Le 19 mars, la Métropole de Lyon a assigné en justice Arkema et sa voisine Daikin, qui rejette aussi des perfluorés. La collectivité demande une expertise accélérée pour définir les responsabilités des deux entreprises dans cette pollution. « Les industriels utilisent ces molécules en connaissance de leur toxicité depuis des décennies, dénonce Anne Grosperrin. Je vous demande où se trouve l’intérêt général et où se trouve la violence dans cette affaire ? »
« Un dossier éminemment politique »
« Aujourd’hui, ce n’est pas le procès d’Arkema », prévient l’avocate de l’usine, Me Bénédicte Graulle, dès le début de sa plaidoirie. Sur un ton dramatique, elle liste l’équipement des militant·es écologistes pour mener à bien ce qu’ils avaient nommé « opération Frelon » : des casques d’alpinisme, des cordes, des coupe-boulons et des gants en latex, entre autres.
« Le danger n’est pas que la pollution », renchérit le procureur adjoint, Éric Jallet. L’action aurait pu se solder par une « explosion » de l’usine Arkema, classée Seveso seuil haut, rappelle-t-il. Il requiert à l’encontre des militant·es entre trois et six mois de prison avec sursis.
« Moi aussi, j’ai envie d’aller péter deux ou trois vitres d’Arkema ! » tonne Me Olivier Forray, l’un des avocats des prévenu·es, avant de lire l’historique des accidents industriels dans la région lyonnaise. « On attend quoi pour dire à Arkema de se barrer ? Il y a une loi sur les PFAS en discussion à l’Assemblée nationale ! Ça attendra, on est plus à ça près. »
Le 4 mars 2024, jour du déferrement des prévenus, un nouvel arrêté préfectoral recommandait aux habitant·es de ne pas consommer les fruits, les légumes et les œufs dans un périmètre de 500 mètres autour de l’usine. « À ce jour, Arkema continue à produire des PFAS, elle ne dépollue pas et n’a pas proposé d’indemniser les riverains, rappelle son confrère Me Amid Khallouf.

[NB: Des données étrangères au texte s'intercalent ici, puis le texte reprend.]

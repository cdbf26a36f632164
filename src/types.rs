use crate::Error;
use crate::consts::{MAX_MONTH, MONTH_NAMES, WEEKDAY_NAMES};
use serde::{Deserialize, Serialize};
use std::fmt;

/// A month of the Jalaali year (Farvardin = 1, ...).
#[derive(Debug, Clone, Copy, PartialEq, Eq, PartialOrd, Ord, Hash, Serialize, Deserialize)]
#[serde(try_from = "u8", into = "u8")]
#[repr(u8)]
pub enum Month {
    Farvardin = 1,
    Ordibehesht,
    Khordad,
    Tir,
    Mordad,
    Shahrivar,
    Mehr,
    Aban,
    Azar,
    Dey,
    Bahman,
    Esfand,
}

impl Month {
    /// All months in calendar order
    pub const ALL: [Self; 12] = [
        Self::Farvardin,
        Self::Ordibehesht,
        Self::Khordad,
        Self::Tir,
        Self::Mordad,
        Self::Shahrivar,
        Self::Mehr,
        Self::Aban,
        Self::Azar,
        Self::Dey,
        Self::Bahman,
        Self::Esfand,
    ];

    /// Creates a Month from its 1-based number
    ///
    /// # Errors
    /// Returns `Error::InvalidMonth` if the value is 0 or > `MAX_MONTH`.
    pub fn new(value: u8) -> Result<Self, Error> {
        if value == 0 || value > MAX_MONTH {
            return Err(Error::InvalidMonth(i32::from(value)));
        }
        Ok(Self::ALL[usize::from(value - 1)])
    }

    /// Returns the 1-based month number
    #[inline]
    pub const fn number(self) -> u8 {
        self as u8
    }

    /// Returns the Persian name of the month
    #[inline]
    pub const fn name(self) -> &'static str {
        MONTH_NAMES[self as usize - 1]
    }
}

impl TryFrom<u8> for Month {
    type Error = Error;

    fn try_from(value: u8) -> Result<Self, Self::Error> {
        Self::new(value)
    }
}

impl TryFrom<i32> for Month {
    type Error = Error;

    fn try_from(value: i32) -> Result<Self, Self::Error> {
        u8::try_from(value)
            .map_err(|_| Error::InvalidMonth(value))
            .and_then(Self::new)
    }
}

impl TryFrom<i64> for Month {
    type Error = Error;

    fn try_from(value: i64) -> Result<Self, Self::Error> {
        u8::try_from(value)
            .map_err(|_| Error::InvalidMonth(i32::try_from(value).unwrap_or(i32::MAX)))
            .and_then(Self::new)
    }
}

impl From<Month> for u8 {
    fn from(month: Month) -> Self {
        month.number()
    }
}

impl From<Month> for i32 {
    fn from(month: Month) -> Self {
        Self::from(month.number())
    }
}

impl fmt::Display for Month {
    fn fmt(&self, f: &mut fmt::Formatter<'_>) -> fmt::Result {
        f.write_str(self.name())
    }
}

/// A day of the Jalaali week (Shanbe = 0, ...).
#[derive(Debug, Clone, Copy, PartialEq, Eq, PartialOrd, Ord, Hash)]
#[repr(u8)]
pub enum Weekday {
    Shanbe = 0,
    Yekshanbe,
    Doshanbe,
    Seshanbe,
    Chaharshanbe,
    Panjshanbe,
    Jome,
}

impl Weekday {
    /// All weekdays, Shanbe first
    pub const ALL: [Self; 7] = [
        Self::Shanbe,
        Self::Yekshanbe,
        Self::Doshanbe,
        Self::Seshanbe,
        Self::Chaharshanbe,
        Self::Panjshanbe,
        Self::Jome,
    ];

    /// Maps a Sunday-based weekday number (Sunday = 0) onto the Jalaali week.
    pub const fn from_sunday_based(days_from_sunday: u32) -> Self {
        Self::ALL[((days_from_sunday % 7 + 1) % 7) as usize]
    }

    /// Returns the 0-based position in the Jalaali week
    #[inline]
    pub const fn number(self) -> u8 {
        self as u8
    }

    /// Returns the Persian name of the weekday
    #[inline]
    pub const fn name(self) -> &'static str {
        WEEKDAY_NAMES[self as usize]
    }
}

impl From<chrono::Weekday> for Weekday {
    fn from(weekday: chrono::Weekday) -> Self {
        Self::from_sunday_based(weekday.num_days_from_sunday())
    }
}

impl fmt::Display for Weekday {
    fn fmt(&self, f: &mut fmt::Formatter<'_>) -> fmt::Result {
        f.write_str(self.name())
    }
}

Pourtant, en 2022, elle a fait un chiffre d’affaires de 11,5 milliards d’euros et un bénéfice net de 965 millions d’euros. »
La défense questionne aussi la surveillance poussée dont ont fait l’objet les militant·es écologistes dans cette affaire, mobilisant jusqu’au chef du service interdépartemental de la PJ, Franck Douchy. Paradoxalement, le dossier manque de preuves de dégradations. « Cette enquête est une honte », juge Me Olivier Forray. « C’est un dossier éminemment politique, son objectif c’est la répression et la dissuasion, affirme Me Agnès Bouquin. Est-ce que la désobéissance civile est un délit ? »

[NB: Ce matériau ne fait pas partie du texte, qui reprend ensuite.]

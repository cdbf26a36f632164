//! Jalaali <-> Gregorian conversion through the Julian Day Number.

use crate::calendar::jal_cal;
use crate::consts::GREGORIAN_YEAR_OFFSET;
use crate::jdn::{d2g, g2d};
use crate::types::Month;
use crate::{Error, GregorianDate, JalaaliDate, Result};

/// Days in the six 31-day months that open the year
const FIRST_HALF_DAYS: i64 = 186;

/// Converts a Gregorian date to the Jalaali calendar.
///
/// # Errors
/// Returns `Error::InvalidYear` if the date falls outside the supported
/// Jalaali years.
pub fn to_jalaali(gy: i32, gm: i32, gd: i32) -> Result<JalaaliDate> {
    d2j(g2d(gy, gm, gd)).inspect_err(|err| log::debug!("{gy}-{gm}-{gd}: {err}"))
}

/// Converts a Jalaali date to the Gregorian calendar.
///
/// Month and day are not range-checked; they overflow into later months the
/// same way the arithmetic does.
///
/// # Errors
/// Returns `Error::InvalidYear` if `jy` is not a supported Jalaali year.
pub fn to_gregorian(jy: i32, jm: i32, jd: i32) -> Result<GregorianDate> {
    let jdn = j2d(jy, jm, jd).inspect_err(|err| log::debug!("{jy}-{jm}-{jd}: {err}"))?;
    let (year, month, day) = d2g(jdn);
    Ok(GregorianDate::new(year, month.unsigned_abs(), day.unsigned_abs()))
}

/// Julian Day Number of a Jalaali date.
pub(crate) fn j2d(jy: i32, jm: i32, jd: i32) -> Result<i64> {
    let info = jal_cal(jy)?;
    let jm = i64::from(jm);
    Ok(g2d(info.gy, 3, info.march) + (jm - 1) * 31 - jm / 7 * (jm - 7) + i64::from(jd) - 1)
}

/// Jalaali date of a Julian Day Number.
pub(crate) fn d2j(jdn: i64) -> Result<JalaaliDate> {
    let (gy, _, _) = d2g(jdn);
    let mut jy = gy - GREGORIAN_YEAR_OFFSET;

    // Days since 1 Farvardin of jy, landing in the second half of the year
    // unless the first six months already matched.
    let k = match jal_cal(jy) {
        Ok(info) => {
            let k = jdn - g2d(gy, 3, info.march);
            if (0..FIRST_HALF_DAYS).contains(&k) {
                return first_half(jy, k);
            }
            if k >= 0 {
                k - FIRST_HALF_DAYS
            } else {
                // Winter of the previous Jalaali year, which may lie before
                // the break table.
                jy -= 1;
                k + 179 + i64::from(info.leap == 1)
            }
        }
        // Past the last break, winter days still belong to the final year.
        Err(err) => {
            let Ok(prev) = jal_cal(jy - 1) else {
                return Err(err);
            };
            let k = jdn - g2d(prev.gy, 3, prev.march);
            let year_days = if prev.is_leap() { 366 } else { 365 };
            if !(FIRST_HALF_DAYS..year_days).contains(&k) {
                return Err(err);
            }
            jy -= 1;
            k - FIRST_HALF_DAYS
        }
    };

    let month = Month::try_from(7 + k / 30).map_err(|_| Error::InvalidYear(jy))?;
    Ok(JalaaliDate::from_parts(jy, month, (k % 30 + 1) as u8))
}

fn first_half(jy: i32, k: i64) -> Result<JalaaliDate> {
    let month = Month::try_from(1 + k / 31).map_err(|_| Error::InvalidYear(jy))?;
    Ok(JalaaliDate::from_parts(jy, month, (k % 31 + 1) as u8))
}
/// Appends `x` in Persian digits, zero-padded to `width` digits after any sign.
fn append_int(buf: &mut String, x: i64, width: usize) {
    if x < 0 {
        buf.push('-');
    }

    // Assemble decimal in reverse order.
    let mut digits = [0_u8; 20];
    let mut start = digits.len();
    let mut u = x.unsigned_abs();
    loop {
        start -= 1;
        digits[start] = (u % 10) as u8;
        u /= 10;
        if u == 0 {
            break;
        }
    }

    for _ in digits.len() - start..width {
        buf.push(PERSIAN_DIGITS[0]);
    }
    buf.extend(digits[start..].iter().map(|&d| PERSIAN_DIGITS[usize::from(d)]));
}

/// Appends a fractional second of `n` digits, dropping trailing zeros if
/// `trim` is set. Nothing is written when trimming leaves no digits.
fn format_nano(buf: &mut String, nanosec: u32, n: usize, trim: bool) {
    let mut digits = [0_u8; MAX_FRAC_DIGITS];
    let mut u = nanosec;
    for slot in digits.iter_mut().rev() {
        *slot = (u % 10) as u8;
        u /= 10;
    }

    let mut n = n.min(MAX_FRAC_DIGITS);
    if trim {
        while n > 0 && digits[n - 1] == 0 {
            n -= 1;
        }
        if n == 0 {
            return;
        }
    }
    buf.push('.');
    buf.extend(digits[..n].iter().map(|&d| PERSIAN_DIGITS[usize::from(d)]));
}
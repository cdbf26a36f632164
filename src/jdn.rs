//! Julian Day Number codec for the proleptic Gregorian calendar.
//!
//! Both directions are closed-form. Month and year are shifted so that March
//! starts the computational year, which puts the leap day at its tail. The
//! large offsets keep every intermediate dividend positive for the supported
//! range, so Rust's truncating `/` and `%` behave like floor division here.

/// Converts a Gregorian `(year, month, day)` to a Julian Day Number.
///
/// No validity check is performed; out-of-range months and days simply
/// overflow into neighbouring months.
pub const fn g2d(gy: i32, gm: i32, gd: i32) -> i64 {
    let gy = gy as i64;
    let gm = gm as i64;
    let gd = gd as i64;

    let shifted = gy + (gm - 8) / 6 + 100_100;
    let d = shifted * 1461 / 4 + (153 * ((gm + 9) % 12) + 2) / 5 + gd - 34_840_408;
    d - shifted / 100 * 3 / 4 + 752
}

/// Converts a Julian Day Number back to a Gregorian `(year, month, day)`.
pub const fn d2g(jdn: i64) -> (i32, i32, i32) {
    let mut j = 4 * jdn + 139_361_631;
    j += (4 * jdn + 183_187_720) / 146_097 * 3 / 4 * 4 - 3908;
    let i = j % 1461 / 4 * 5 + 308;
    let gd = i % 153 / 5 + 1;
    let gm = i / 153 % 12 + 1;
    let gy = j / 1461 - 100_100 + (8 - gm) / 6;
    (gy as i32, gm as i32, gd as i32)
}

Pollution d’Arkema à Lyon : « Mettre en danger ses voisins par cupidité, c’est criminel! »
Derrière les grilles cassées et les murs salis le 2 mars, Arkema, c’est aussi des milliers de personnes contaminées, comme le rappellent les riverains de l’usine. Stéphanie, chimiste, habite à Oullins-Pierre-Bénite depuis 20 ans. Son lait s’est révélé fortement contaminé aux perfluorés.
Le sang de Jean-Paul, qui vit à 700 mètres de l’usine, est lui aussi plein de PFAS. « L’un d’entre eux a 114 fois la dose autorisée », précise-t-il, consterné. « Face aux « réponses évasives » de l’ARS et de la Dreal, et alors que les usines comptent s’agrandir, cette action du 2 mars a été la bienvenue », tempête le riverain.
« Mettre en danger ses voisins par cupidité, c’est criminel. Comment Arkema peut-elle devenir la victime ?! » lance-t-il encore avec colère à l’avocate de l’usine. Face à une pollution massive et dangereuse, qui semble inarrêtable, la désobéissance civile est-elle un délit ? Réponse le 5 juillet.